Talk 2: On the Convergence of Projected Bures-Wasserstein Gradient Descent under Euclidean Convexity
Speaker: Yuxuan Han
Abstract: The Bures-Wasserstein (BW) gradient descent method has gained considerable attention in various domains, including Gaussian barycenter, matrix recovery and variational inference problems, due to its alignment with the Wasserstein geometry of normal distributions. Despite its popularity, existing convergence analysis are often contingent upon specific loss functions, and the exploration of constrained settings within this framework remains limited. In this work, we make an attempt to bridge this gap by providing a general convergence rate guarantee for BW gradient descent when the Euclidean convexity of the loss and the constraints is assumed. In an effort to advance practical implementations, we also derive a closed-form solution for the projection onto BW distance-constrained sets, which enables the fast implementation of projected BW gradient descent for problems that arise in the constrained barycenter and distributionally robust optimization literature. Experimental results demonstrate significant improvements in computational efficiency and convergence speed, underscoring the efficacy of our method in practical scenarios.
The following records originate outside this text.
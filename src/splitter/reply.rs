//! Future-based access to split replies.

use super::request::SplitRequest;
use crate::error::SplitError;
use crate::protocol::RespValue;
use std::future::Future;
use std::pin::Pin;
use std::task::{Context, Poll};
use tokio::sync::oneshot;

/// Resolves to the reply of one split command.
///
/// Created by [`Splitter::make_request_async`](crate::Splitter::make_request_async).
/// Dropping it before it resolves cancels the request.
#[derive(Debug)]
pub struct PendingReply {
    rx: oneshot::Receiver<RespValue>,
    request: Option<SplitRequest>,
}

impl PendingReply {
    pub(crate) fn new(rx: oneshot::Receiver<RespValue>, request: Option<SplitRequest>) -> Self {
        Self { rx, request }
    }

    /// The underlying request, if it was still in flight when created.
    pub fn request(&self) -> Option<&SplitRequest> {
        self.request.as_ref()
    }
}

impl Future for PendingReply {
    type Output = RespValue;

    fn poll(mut self: Pin<&mut Self>, cx: &mut Context<'_>) -> Poll<Self::Output> {
        match Pin::new(&mut self.rx).poll(cx) {
            Poll::Ready(Ok(value)) => Poll::Ready(value),
            // sender dropped without a reply
            Poll::Ready(Err(_)) => Poll::Ready(SplitError::UpstreamFailure.to_reply()),
            Poll::Pending => Poll::Pending,
        }
    }
}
Talk 3: Approximations to worst-case data dropping: unmasking failure modes
Speaker: Jenny Huang
Abstract: A data analyst might worry about generalization if dropping a very small fraction of data points from a study could change its substantive conclusions. Finding the worst-case data subset to drop poses a combinatorial optimization problem. To overcome this intractability, recent works propose using additive approximations, which treat the contribution of a collection of data points as the sum of their individual contributions, and greedy approximations, which iteratively select the point with the highest impact to drop and re-run the data analysis without that point [Broderick et al., 2020, Kuschnig et al., 2021]. We identify that, even in a setting as simple as OLS linear regression, many of these approximations can break down in realistic data arrangements. Several of our examples reflect masking, where one outlier may hide or conceal the effect of another outlier. Based on the failures we identify, we provide recommendations for users and suggest directions for future improvements.